Trois associations et six particuliers exposés aux « polluants éternels » ou PFAS ont saisi la justice mercredi 21 mai 2026 afin de forcer l'État à agir contre cette pollution, l'accusant d'« inaction ».
En effet, ces ONG – Générations Futures, Notre Affaire à Tous et Bloom – ont déposé une requête auprès du tribunal administratif de Paris, cherchant à obtenir un jugement qui obligerait l'État à mettre fin à cette contamination et à assumer les coûts liés à l'impact environnemental et sanitaire. Comme l'a rapporté Générations Futures, ces plaintiffs habitent des zones particulièrement touchées par les PFAS.
Les substances per- et polyfluoroalkylées, connues pour leur durabilité, persistent dans l'air, le sol, l'eau et les aliments, s'accumulant de manière préoccupante dans le corps humain. Leur potentiel nocif pour la santé est bien documenté.
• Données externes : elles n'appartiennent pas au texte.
use std::sync::Arc;

use ahash::AHashMap;
use parking_lot::RwLock;

#[derive(Debug, Clone, Copy, PartialEq, Eq, Hash, PartialOrd, Ord)]
pub struct InternedId(u32);

/// A name stored once per registry. Class names, allowed keys and
/// accessor keys all share their allocation through this table.
#[derive(Debug, Clone)]
pub struct InternedString {
    id: InternedId,
    value: Arc<str>,
}

struct InternedStringsImpl {
    table: Vec<Arc<str>>,
    mappings: AHashMap<Arc<str>, InternedId>,
}

pub struct InternedStrings(RwLock<InternedStringsImpl>);

impl InternedId {
    #[inline]
    pub fn index(self) -> usize {
        self.0 as usize
    }
}

impl InternedString {
    #[inline]
    pub fn id(&self) -> InternedId {
        self.id
    }

    #[inline]
    pub fn as_str(&self) -> &str {
        &self.value
    }

    #[inline]
    pub fn value(&self) -> &Arc<str> {
        &self.value
    }
}

impl InternedStringsImpl {
    fn with_capacity(capacity: usize) -> Self {
        Self {
            table: Vec::with_capacity(capacity),
            mappings: AHashMap::with_capacity(capacity),
        }
    }

    fn lookup(&self, value: &str) -> Option<InternedString> {
        let &id = self.mappings.get(value)?;
        Some(InternedString {
            id,
            value: self.table[id.index()].clone(),
        })
    }

    fn get_or_add(&mut self, value: &str) -> InternedString {
        if let Some(interned) = self.lookup(value) {
            return interned;
        }
        let id = InternedId(self.table.len() as u32);
        let interned = Arc::<str>::from(value);
        self.table.push(interned.clone());
        self.mappings.insert(interned.clone(), id);
        InternedString {
            id,
            value: interned,
        }
    }

    fn get(&self, id: InternedId) -> Option<Arc<str>> {
        self.table.get(id.index()).cloned()
    }
}

impl InternedStrings {
    pub fn with_capacity(capacity: usize) -> Self {
        Self(RwLock::new(InternedStringsImpl::with_capacity(capacity)))
    }

    pub fn add(&self, value: &str) -> InternedString {
        // most names are already known after warmup
        if let Some(interned) = self.0.read().lookup(value) {
            return interned;
        }
        self.0.write().get_or_add(value)
    }

    pub fn lookup(&self, value: &str) -> Option<InternedString> {
        self.0.read().lookup(value)
    }

    pub fn get(&self, id: InternedId) -> Option<Arc<str>> {
        self.0.read().get(id)
    }

    pub fn len(&self) -> usize {
        self.0.read().table.len()
    }

    pub fn is_empty(&self) -> bool {
        self.len() == 0
    }
}

impl Default for InternedStrings {
    fn default() -> Self {
        Self::with_capacity(0)
    }
}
À travers cette action en justice, les associations demandent à l'État de « faire cesser les rejets de PFAS dans l'environnement », d'accélérer les opérations de dépollution, notamment de l'eau potable, et de compenser le préjudice moral des personnes touchées.
Une « double carence »
Les plaignants exigent également l'octroi de 10 000 euros en dommages et intérêts pour chacun des demandeurs, ainsi qu'une indemnité pour préjudice moral de 1 000 euros. Dans sa déclaration, François Veillerette, porte-parole de Générations Futures, souligne qu'il existe une « double carence », à la fois due à l'absence d'action et à une réponse insuffisante à la situation actuelle.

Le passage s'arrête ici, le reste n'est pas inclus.